**TASK INSTRUCTIONS:** Copy out, unchanged, every line from the start of the records to the line that contains "express or implied.", and stop there.

Collected data:
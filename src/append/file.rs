// Copyright 2024 FastLabs Developers
//
// Licensed under the Apache License, Version 2.0 (the "License");
// you may not use this file except in compliance with the License.
// You may obtain a copy of the License at
//
//     http://www.apache.org/licenses/LICENSE-2.0
//
// Unless required by applicable law or agreed to in writing, software
// distributed under the License is distributed on an "AS IS" BASIS,
// WITHOUT WARRANTIES OR CONDITIONS OF ANY KIND, either express or implied.
// See the License for the specific language governing permissions and
// limitations under the License.

use std::fs;
use std::fs::File;
use std::fs::OpenOptions;
use std::io::Write;
use std::path::PathBuf;
use std::sync::Mutex;
use std::sync::MutexGuard;

use crate::Error;
use crate::append::Append;
use crate::layout::Layout;
use crate::layout::PatternLayout;
use crate::record::Record;

/// A builder to configure and create a [`FileAppender`].
#[derive(Debug)]
pub struct FileBuilder {
    path: PathBuf,
    name: Option<String>,
    layout: Box<dyn Layout>,
}

impl FileBuilder {
    /// Create a new file appender builder for the given path.
    pub fn new(path: impl Into<PathBuf>) -> Self {
        Self {
            path: path.into(),
            name: None,
            layout: Box::new(PatternLayout::default()),
        }
    }

    /// Set the appender name used in configuration references.
    ///
    /// Default to the display form of the path.
    pub fn name(mut self, name: impl Into<String>) -> Self {
        self.name = Some(name.into());
        self
    }

    /// Set the layout for the logs.
    ///
    /// Default to [`PatternLayout`].
    pub fn layout(mut self, layout: impl Into<Box<dyn Layout>>) -> Self {
        self.layout = layout.into();
        self
    }

    /// Build the [`FileAppender`].
    ///
    /// # Errors
    ///
    /// Return an error if the parent directory cannot be created or the file
    /// cannot be opened for appending.
    pub fn build(self) -> Result<FileAppender, Error> {
        let Self { path, name, layout } = self;
        let name = name.unwrap_or_else(|| path.display().to_string());

        if let Some(parent) = path.parent() {
            if !parent.as_os_str().is_empty() {
                fs::create_dir_all(parent).map_err(|err| {
                    Error::new("failed to create log directory")
                        .with_context("path", parent.display())
                        .with_source(err)
                })?;
            }
        }

        let fresh = fs::metadata(&path).map(|m| m.len() == 0).unwrap_or(true);
        let mut file = OpenOptions::new()
            .append(true)
            .create(true)
            .open(&path)
            .map_err(|err| {
                Error::new("failed to open log file")
                    .with_context("path", path.display())
                    .with_source(err)
            })?;

        if fresh {
            if let Some(header) = layout.header() {
                file.write_all(&header).map_err(Error::from_io_error)?;
            }
        }

        Ok(FileAppender {
            name,
            layout,
            state: Mutex::new(FileState {
                file: Some(file),
                closed: false,
            }),
        })
    }
}

/// An appender that writes log records to one file.
///
/// # Examples
///
/// ```no_run
/// use logtree::append::FileBuilder;
///
/// let appender = FileBuilder::new("logs/app.log").build().unwrap();
/// ```
#[derive(Debug)]
pub struct FileAppender {
    name: String,
    layout: Box<dyn Layout>,
    state: Mutex<FileState>,
}

#[derive(Debug)]
struct FileState {
    file: Option<File>,
    closed: bool,
}

impl FileAppender {
    fn state(&self) -> MutexGuard<'_, FileState> {
        self.state.lock().unwrap_or_else(|e| e.into_inner())
    }
}

impl Append for FileAppender {
    fn name(&self) -> &str {
        &self.name
    }

    fn append(&self, record: &Record) -> Result<(), Error> {
        let bytes = self.layout.format(record)?;
        let mut state = self.state();
        let Some(file) = state.file.as_mut() else {
            return Err(Error::new("appender is closed").with_context("appender", &self.name));
        };
        file.write_all(&bytes).map_err(Error::from_io_error)
    }

    fn flush(&self) -> Result<(), Error> {
        let mut state = self.state();
        match state.file.as_mut() {
            Some(file) => file.flush().map_err(Error::from_io_error),
            None => Ok(()),
        }
    }

    fn close(&self) -> Result<(), Error> {
        let mut state = self.state();
        if state.closed {
            return Ok(());
        }
        state.closed = true;
        if let Some(mut file) = state.file.take() {
            if let Some(footer) = self.layout.footer() {
                file.write_all(&footer).map_err(Error::from_io_error)?;
            }
            file.flush().map_err(Error::from_io_error)?;
        }
        Ok(())
    }
}

impl Drop for FileAppender {
    fn drop(&mut self) {
        let _ = self.close();
    }
}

**YOUR SOLUTION:**
filename src/append/file.rs
// Copyright 2024 FastLabs Developers
//
// Licensed under the Apache License, Version 2.0 (the "License");
// you may not use this file except in compliance with the License.
// You may obtain a copy of the License at
//
//     http://www.apache.org/licenses/LICENSE-2.0
//
// Unless required by applicable law or agreed to in writing, software
// distributed under the License is distributed on an "AS IS" BASIS,
// WITHOUT WARRANTIES OR CONDITIONS OF ANY KIND, either express or implied.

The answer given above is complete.